Last November, we reported that retail investors had just recently piled into the markets, rendering them “fully loaded.” According to a JPMorgan study, 94% of households in were fully invested in the markets.
This rush to stocks accounted for the continued rise in the equity markets, despite the possibility that many of the stocks being sold to them were dumped by the very companies who bought their own stock using low-interest debt via the Fed’s QE program.
Last week, the Dow Jones Industrial Index experienced its worst one-day point decline in history, a whopping 1,175 points.
It actually had dropped nearly 1,600 points until buyers stepped in. And this drop took place amidst a previous plunge of 660 points and comparable plunges in the S&P 500 and other global stock indices.
Carl Icahn believes that investors maxing-out on index fund ETFs signals a major threat to the stability of the bull run.
And the latest report by E-Trade confirms that in January of this year, just at the moment markets started entering a parabolic move skyward, their retail brokerage opened 64,581 new accounts!
This was a net increase of 154% from the previous month.
E-Trade’s customers were net buyers worth approximately $1.5 billion in January.
And customer margin balances in January amounted to $9.4 billion, an increase of $0.3 billion.
As famed investor Jesse Livermore once said, “Because human nature never changes, the stock market patterns will never change.”
Retail investors piling into a last-minute buying frenzy seems to set-off a predictable sequence of events: a parabolic upward move followed by a major blow-off. JPMorgan’s initial report and E-Trade’s confirmation attest to the consistency of this historical pattern.

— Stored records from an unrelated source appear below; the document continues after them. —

//! hustings-server binary.
//!
//! Reads `config.toml` (or the path specified with `--config`), opens an
//! in-process SQLite store, and serves the JSON API over HTTP.
//!
//! # Password hash generation
//!
//! To generate the argon2 PHC string for a `[[users]]` entry in config.toml:
//!
//! ```
//! cargo run -p hustings-api --bin hustings-server -- --hash-password
//! ```

use std::{
  net::SocketAddr,
  path::{Path, PathBuf},
};

use anyhow::Context as _;
use argon2::{Argon2, PasswordHasher, password_hash::SaltString};
use clap::Parser;
use hustings_api::{AppState, ServerConfig};
use hustings_store_sqlite::SqliteStore;
use rand_core::OsRng;
use tokio::net::TcpListener;
use tracing::level_filters::LevelFilter;
use tracing_subscriber::EnvFilter;

#[derive(Parser)]
#[command(author, version, about = "Hustings candidate history server")]
struct Cli {
  /// Path to the TOML configuration file.
  #[arg(short, long, default_value = "config.toml")]
  config: PathBuf,

  /// Print the argon2 hash for a password entered on stdin and exit.
  #[arg(long)]
  hash_password: bool,
}

#[tokio::main]
async fn main() -> anyhow::Result<()> {
  tracing_subscriber::fmt()
    .with_env_filter(
      EnvFilter::builder()
        .with_default_directive(LevelFilter::INFO.into())
        .from_env_lossy(),
    )
    .init();

  let cli = Cli::parse();

  if cli.hash_password {
    let password = read_password()?;
    let salt = SaltString::generate(&mut OsRng);
    let hash = Argon2::default()
      .hash_password(password.as_bytes(), &salt)
      .map_err(|e| anyhow::anyhow!("argon2 error: {e}"))?
      .to_string();
    println!("{hash}");
    return Ok(());
  }

  let settings = config::Config::builder()
    .add_source(config::File::from(cli.config).required(false))
    .add_source(config::Environment::with_prefix("HUSTINGS"))
    .build()
    .context("failed to read config file")?;

  let server_cfg: ServerConfig = settings
    .try_deserialize()
    .context("failed to deserialise ServerConfig")?;

  if server_cfg.users.is_empty() {
    tracing::warn!("no users configured; every write will be rejected");
  }

  let store_path = expand_tilde(&server_cfg.store_path);
  if let Some(parent) = store_path.parent().filter(|p| !p.as_os_str().is_empty()) {
    std::fs::create_dir_all(parent)
      .with_context(|| format!("failed to create {parent:?}"))?;
  }

  let store = SqliteStore::open(&store_path)
    .await
    .with_context(|| format!("failed to open store at {store_path:?}"))?;

  let address = format!("{}:{}", server_cfg.host, server_cfg.port);
  let app = hustings_api::router(AppState::new(store, server_cfg));

  tracing::info!("Listening on http://{address}");
  let listener = TcpListener::bind(&address)
    .await
    .with_context(|| format!("failed to bind {address}"))?;

  axum::serve(
    listener,
    app.into_make_service_with_connect_info::<SocketAddr>(),
  )
  .await
  .context("server error")?;

  Ok(())
}

/// Read a password from stdin.
fn read_password() -> anyhow::Result<String> {
  use std::io::{self, BufRead, Write};
  print!("Password: ");
  io::stdout().flush().ok();
  let mut line = String::new();
  io::stdin().lock().read_line(&mut line)?;
  Ok(line.trim_end_matches(['\n', '\r']).to_string())
}

/// Expand a leading `~` to the user's home directory.
fn expand_tilde(path: &Path) -> PathBuf {
  let s = path.to_string_lossy();
  if let Some(rest) = s.strip_prefix("~/")
    && let Ok(home) = std::env::var("HOME")
  {
    return PathBuf::from(home).join(rest);
  }
  path.to_path_buf()
}
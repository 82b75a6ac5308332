//! Encoding and decoding helpers between Rust domain types and the plain-text
//! representations stored in SQLite columns.
//!
//! All timestamps are stored as RFC 3339 strings. Snapshots are stored as
//! compact JSON. Version ids are stored as their 16-digit hex form.

use chrono::{DateTime, Utc};
use hustings_core::{
  person::{ElectionSlug, PersonId, RowId},
  redirect::RedirectEntry,
  store::CandidacyResult,
  version::{ChangeMetadata, Version, VersionId},
};

use crate::{Error, Result};

// ─── DateTime<Utc> ───────────────────────────────────────────────────────────

pub fn encode_dt(dt: DateTime<Utc>) -> String { dt.to_rfc3339() }

pub fn decode_dt(s: &str) -> Result<DateTime<Utc>> {
  DateTime::parse_from_rfc3339(s)
    .map(|dt| dt.with_timezone(&Utc))
    .map_err(|e| Error::DateParse(e.to_string()))
}

// ─── VersionId ───────────────────────────────────────────────────────────────

pub fn encode_version_id(id: VersionId) -> String { id.to_string() }

pub fn decode_version_id(s: &str) -> Result<VersionId> { Ok(s.parse()?) }

// ─── Version ─────────────────────────────────────────────────────────────────

/// Raw strings for the columns of a `versions` row.
pub struct RawVersion {
  pub version_id:         String,
  pub recorded_at:        String,
  pub username:           Option<String>,
  pub information_source: String,
  pub ip:                 Option<String>,
  pub data_json:          String,
}

impl RawVersion {
  /// Column list matching [`RawVersion::from_row`].
  pub const COLUMNS: &'static str =
    "version_id, recorded_at, username, information_source, ip, data_json";

  pub fn from_row(row: &rusqlite::Row<'_>) -> rusqlite::Result<Self> {
    Ok(Self {
      version_id:         row.get(0)?,
      recorded_at:        row.get(1)?,
      username:           row.get(2)?,
      information_source: row.get(3)?,
      ip:                 row.get(4)?,
      data_json:          row.get(5)?,
    })
  }

  pub fn from_version(version: &Version) -> Result<Self> {
    let metadata = &version.metadata;
    Ok(Self {
      version_id:         encode_version_id(metadata.version_id),
      recorded_at:        encode_dt(metadata.timestamp),
      username:           metadata.username.clone(),
      information_source: metadata.information_source.clone(),
      ip:                 metadata.ip.clone(),
      data_json:          serde_json::to_string(&version.data)?,
    })
  }

  pub fn into_version(self) -> Result<Version> {
    Ok(Version {
      metadata: ChangeMetadata {
        version_id:         decode_version_id(&self.version_id)?,
        timestamp:          decode_dt(&self.recorded_at)?,
        username:           self.username,
        information_source: self.information_source,
        ip:                 self.ip,
      },
      data:     serde_json::from_str(&self.data_json)?,
    })
  }
}

// ─── Redirects ───────────────────────────────────────────────────────────────

pub fn redirect_from_row(row: &rusqlite::Row<'_>) -> rusqlite::Result<RedirectEntry> {
  Ok(RedirectEntry {
    old_person_id: PersonId(row.get(0)?),
    new_person_id: PersonId(row.get(1)?),
  })
}

// ─── Results ─────────────────────────────────────────────────────────────────

/// Raw values read from a `results` row joined with its candidacy.
pub struct RawResult {
  pub result_id: i64,
  pub candidacy: i64,
  pub election:  String,
  pub votes:     i64,
  pub is_winner: bool,
}

impl RawResult {
  pub fn from_row(row: &rusqlite::Row<'_>) -> rusqlite::Result<Self> {
    Ok(Self {
      result_id: row.get(0)?,
      candidacy: row.get(1)?,
      election:  row.get(2)?,
      votes:     row.get(3)?,
      is_winner: row.get(4)?,
    })
  }

  pub fn into_result(self) -> Result<CandidacyResult> {
    let votes = u32::try_from(self.votes).map_err(|_| Error::VoteCount {
      result_id: self.result_id,
      votes:     self.votes,
    })?;
    Ok(CandidacyResult {
      result_id: self.result_id,
      candidacy: RowId(self.candidacy),
      election:  ElectionSlug(self.election),
      votes,
      elected:   self.is_winner,
    })
  }
}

You may not have been able to pinpoint the exact date of the drop...but you did see it coming. We covered this phenomenon in a previous post which we hoped would serve as a warning.
Now that the steep correction has seemed to have reached a point of recovery, it will be interesting to see what JPMorgan’s or E-Trade’s data will show next.

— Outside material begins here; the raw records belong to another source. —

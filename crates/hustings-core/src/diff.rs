//! Field-level diffs between two snapshots.
//!
//! Both snapshots are flattened into `path → scalar` maps and compared key by
//! key. Output order is path-lexicographic, so identical inputs always give
//! identical diffs. Diffs are for display and audit only; nothing here
//! touches storage.

use std::collections::BTreeMap;

use serde::{Deserialize, Serialize};
use serde_json::Value;

use crate::snapshot::Snapshot;

const STANDING_IN: &str = "standing_in";
const PARTY_MEMBERSHIPS: &str = "party_memberships";

/// The kind of change recorded by a [`DiffEntry`].
#[derive(
  Debug,
  Clone,
  Copy,
  PartialEq,
  Eq,
  PartialOrd,
  Ord,
  Serialize,
  Deserialize,
  strum::Display,
  strum::EnumString,
)]
#[serde(rename_all = "lowercase")]
#[strum(serialize_all = "lowercase")]
pub enum DiffOp {
  Add,
  Remove,
  Replace,
}

/// One field-level change.
#[derive(Debug, Clone, PartialEq, Serialize, Deserialize)]
pub struct DiffEntry {
  pub op:             DiffOp,
  /// `/`-separated path, e.g. `standing_in/2015/post_id`.
  pub path:           String,
  #[serde(default, skip_serializing_if = "Option::is_none")]
  pub value:          Option<Value>,
  #[serde(default, skip_serializing_if = "Option::is_none")]
  pub previous_value: Option<Value>,
}

/// Compute the changes that turn `older` into `newer`.
pub fn diff(older: &Snapshot, newer: &Snapshot) -> Vec<DiffEntry> {
  let old = flatten_snapshot(older);
  let new = flatten_snapshot(newer);
  diff_flat(&old, &new)
}

fn diff_flat(
  old: &BTreeMap<String, Value>,
  new: &BTreeMap<String, Value>,
) -> Vec<DiffEntry> {
  let mut paths: Vec<&String> = old.keys().chain(new.keys()).collect();
  paths.sort();
  paths.dedup();

  paths
    .into_iter()
    .filter_map(|path| match (old.get(path), new.get(path)) {
      (None, Some(value)) => Some(DiffEntry {
        op:             DiffOp::Add,
        path:           path.clone(),
        value:          Some(value.clone()),
        previous_value: None,
      }),
      (Some(previous), None) => Some(DiffEntry {
        op:             DiffOp::Remove,
        path:           path.clone(),
        value:          None,
        previous_value: Some(previous.clone()),
      }),
      (Some(previous), Some(value)) if previous != value => Some(DiffEntry {
        op:             DiffOp::Replace,
        path:           path.clone(),
        value:          Some(value.clone()),
        previous_value: Some(previous.clone()),
      }),
      _ => None,
    })
    .collect()
}

// ─── Flattening ──────────────────────────────────────────────────────────────

/// Flatten a snapshot into its scalar leaves.
///
/// Leaves carrying no data (`null` or `""`) are dropped, except a `null`
/// directly under `standing_in/<election>`: that one means "known not to be
/// standing" and is a fact in its own right. A period entry whose fields are
/// all empty still exists, so it flattens to an empty-object leaf.
pub fn flatten_snapshot(snapshot: &Snapshot) -> BTreeMap<String, Value> {
  let mut out = BTreeMap::new();
  // Serialising a plain struct of strings, maps and vectors cannot fail.
  if let Ok(value) = serde_json::to_value(snapshot) {
    flatten_into(&mut Vec::new(), &value, &mut out);
  }
  out
}

fn flatten_into(
  segments: &mut Vec<String>,
  value: &Value,
  out: &mut BTreeMap<String, Value>,
) {
  match value {
    Value::Object(map) => {
      let before = out.len();
      for (key, child) in map {
        segments.push(escape_segment(key));
        flatten_into(segments, child, out);
        segments.pop();
      }
      if out.len() == before && is_period_entry(segments) {
        out.insert(segments.join("/"), Value::Object(Default::default()));
      }
    }
    Value::Array(items) => {
      for (index, child) in items.iter().enumerate() {
        segments.push(index.to_string());
        flatten_into(segments, child, out);
        segments.pop();
      }
    }
    Value::Null if is_standing_entry(segments) => {
      out.insert(segments.join("/"), Value::Null);
    }
    Value::Null => {}
    Value::String(s) if s.is_empty() => {}
    scalar => {
      out.insert(segments.join("/"), scalar.clone());
    }
  }
}

fn is_standing_entry(segments: &[String]) -> bool {
  segments.len() == 2 && segments[0] == STANDING_IN
}

fn is_period_entry(segments: &[String]) -> bool {
  segments.len() == 2
    && (segments[0] == STANDING_IN || segments[0] == PARTY_MEMBERSHIPS)
}

/// JSON-pointer style escaping so a `/` inside an election slug or extra
/// field name cannot be confused with a separator.
fn escape_segment(segment: &str) -> String {
  segment.replace('~', "~0").replace('/', "~1")
}

fn unescape_segment(segment: &str) -> String {
  segment.replace("~1", "/").replace("~0", "~")
}

// ─── Human-readable rendering ────────────────────────────────────────────────

impl DiffEntry {
  /// A one-line English description, as shown in audit feeds and digests.
  pub fn describe(&self) -> String {
    let segments: Vec<String> = self.path.split('/').map(unescape_segment).collect();
    let render = |value: &Option<Value>| {
      value
        .as_ref()
        .map(|v| describe_value(&segments, v))
        .unwrap_or_default()
    };
    match self.op {
      DiffOp::Add => format!("Added: {}", render(&self.value)),
      DiffOp::Remove => format!("Removed: {}", render(&self.previous_value)),
      DiffOp::Replace => format!(
        "Changed: {} (previously: {})",
        render(&self.value),
        render(&self.previous_value)
      ),
    }
  }
}

fn describe_value(segments: &[String], value: &Value) -> String {
  let plain = match value {
    Value::String(s) => s.clone(),
    other => other.to_string(),
  };
  let attribute = segments.first().map(String::as_str);
  let election = segments.get(1).map(String::as_str).unwrap_or_default();
  let leaf = segments.get(2).map(String::as_str);

  match (attribute, leaf) {
    (Some(STANDING_IN), None) if value.is_null() => {
      format!("known not to be standing in the {election} election")
    }
    (Some(STANDING_IN), None) => {
      format!("standing in the {election} election")
    }
    (Some(PARTY_MEMBERSHIPS), None) => {
      format!("a party member in the {election} election")
    }
    (Some(STANDING_IN), Some("post_id")) => {
      format!("standing for the post with ID {plain} in the {election} election")
    }
    (Some(STANDING_IN), Some("post_label")) => {
      format!("standing in {plain} in the {election} election")
    }
    (Some(STANDING_IN), Some("elected")) => match value.as_bool() {
      Some(true) => format!("elected in the {election} election"),
      _ => format!("not elected in the {election} election"),
    },
    (Some(STANDING_IN), Some("party_list_position")) => format!(
      "at position {plain} in their party list in the {election} election"
    ),
    (Some(PARTY_MEMBERSHIPS), Some("name")) => {
      format!("standing for the party '{plain}' in the {election} election")
    }
    (Some(PARTY_MEMBERSHIPS), Some("id")) => {
      format!("standing for the party with ID {plain} in the {election} election")
    }
    _ => format!("{} = {plain}", segments.join(".")),
  }
}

Did the “weak hands” get shaken out?
Or did retail investors double down, with margin levels still exceptionally high, markets still ‘’fully loaded.”

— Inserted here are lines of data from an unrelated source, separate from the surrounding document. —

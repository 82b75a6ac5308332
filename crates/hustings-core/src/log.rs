//! [`VersionLog`] — the append-only history of one person.
//!
//! Versions are held oldest-first internally so that appending is a push;
//! every public accessor presents them newest-first. Once a version is in the
//! log nothing hands out a mutable reference to it.

use std::collections::HashSet;

use serde::Serialize;

use crate::{
  Error, Result,
  diff::{DiffEntry, diff},
  person::PersonId,
  snapshot::Snapshot,
  version::{ChangeMetadata, Version, VersionId},
};

/// A version paired with what changed relative to the version before it.
#[derive(Debug, Clone, Serialize)]
pub struct VersionWithDiff {
  #[serde(flatten)]
  pub version: Version,
  pub diff:    Vec<DiffEntry>,
}

#[derive(Debug, Clone, PartialEq, Eq)]
pub struct VersionLog {
  person_id: PersonId,
  /// Oldest first.
  versions:  Vec<Version>,
}

impl VersionLog {
  /// An empty log. A person must have its first version appended before it is
  /// considered to exist.
  pub fn new(person_id: PersonId) -> Self {
    Self {
      person_id,
      versions: Vec::new(),
    }
  }

  /// Rebuild a log from persisted versions given newest-first.
  pub fn from_versions(
    person_id: PersonId,
    newest_first: impl IntoIterator<Item = Version>,
  ) -> Result<Self> {
    let mut versions: Vec<Version> = newest_first.into_iter().collect();
    versions.reverse();

    let mut seen = HashSet::with_capacity(versions.len());
    for version in &versions {
      if !seen.insert(version.id()) {
        return Err(Error::DuplicateVersionId(version.id()));
      }
    }

    Ok(Self { person_id, versions })
  }

  pub fn person_id(&self) -> PersonId { self.person_id }

  // ── Writes ─────────────────────────────────────────────────────────────

  /// Record `snapshot` as the new current version.
  pub fn append(
    &mut self,
    snapshot: Snapshot,
    metadata: ChangeMetadata,
  ) -> Result<VersionId> {
    let id = metadata.version_id;
    if self.contains(&id) {
      return Err(Error::DuplicateVersionId(id));
    }
    self.versions.push(Version { metadata, data: snapshot });
    Ok(id)
  }

  /// Move every version of `older` beneath this log's existing versions,
  /// keeping both sides' internal order. `older` is left empty.
  ///
  /// Nothing is moved if any identifier would collide.
  pub(crate) fn absorb(&mut self, older: &mut VersionLog) -> Result<()> {
    if let Some(clash) = older.versions.iter().find(|v| self.contains(&v.id())) {
      return Err(Error::DuplicateVersionId(clash.id()));
    }
    let mut combined = std::mem::take(&mut older.versions);
    combined.append(&mut self.versions);
    self.versions = combined;
    Ok(())
  }

  // ── Reads ──────────────────────────────────────────────────────────────

  pub fn get(&self, id: &VersionId) -> Result<&Version> {
    self
      .versions
      .iter()
      .find(|v| v.id() == *id)
      .ok_or(Error::VersionNotFound(*id))
  }

  /// The head of the log, which is the person's current state.
  pub fn current(&self) -> Result<&Version> {
    self.versions.last().ok_or(Error::EmptyLog(self.person_id))
  }

  /// All versions, newest first.
  pub fn all(&self) -> impl DoubleEndedIterator<Item = &Version> + ExactSizeIterator {
    self.versions.iter().rev()
  }

  pub fn contains(&self, id: &VersionId) -> bool {
    self.versions.iter().any(|v| v.id() == *id)
  }

  pub fn len(&self) -> usize { self.versions.len() }

  pub fn is_empty(&self) -> bool { self.versions.is_empty() }

  /// Consume the log, yielding its versions newest first.
  pub fn into_versions(self) -> Vec<Version> {
    let mut versions = self.versions;
    versions.reverse();
    versions
  }

  /// Every version, newest first, with its diff against the version that
  /// preceded it. The oldest version is diffed against an empty snapshot.
  pub fn history(&self) -> Vec<VersionWithDiff> {
    let empty = Snapshot::default();
    let mut result: Vec<VersionWithDiff> = self
      .versions
      .iter()
      .enumerate()
      .map(|(i, version)| {
        let older = if i == 0 { &empty } else { &self.versions[i - 1].data };
        VersionWithDiff {
          version: version.clone(),
          diff:    diff(older, &version.data),
        }
      })
      .collect();
    result.reverse();
    result
  }
}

If investors are truly “all in,” then this excess of powder in the markets will eventually explode in one of two possible ways (up or down).
Some market analysts like Guggenheim Partners’ CIO Scott Minerd believe that the bull still has quite a distance to go, a conviction held under the assumed scenario that retail investors are still holding a lot of cash.
These experts could be right.
And if they are right, you risk losing out on whatever profits remain.
However, if they are wrong, and if you happen to be one of those investors trading on margin, then you have a lot more to lose than you have to gain.
As soon as we receive reports on the state of retail investor participation, we’ll release them to you immediately, as such instances can serve as a trigger for any market that may be fundamentally weak.
But remember that you have already received a second warning that markets are loaded. It’s just a matter of whether or not the markets stay that way.
If investors are still “all in,” despite the recent decline, then you have a critical decision to make: stay in, get out, or hedge on a longer-term basis by investing in a safe haven asset.
Should a steep decline occur once again (and it will eventually), perhaps one leading to a recession, such a decline cannot be called a “Black Swan” event--an extremely rare and unpredictable event that has major negative consequences.
Because unlike a Black Swan event, you can actually see this coming.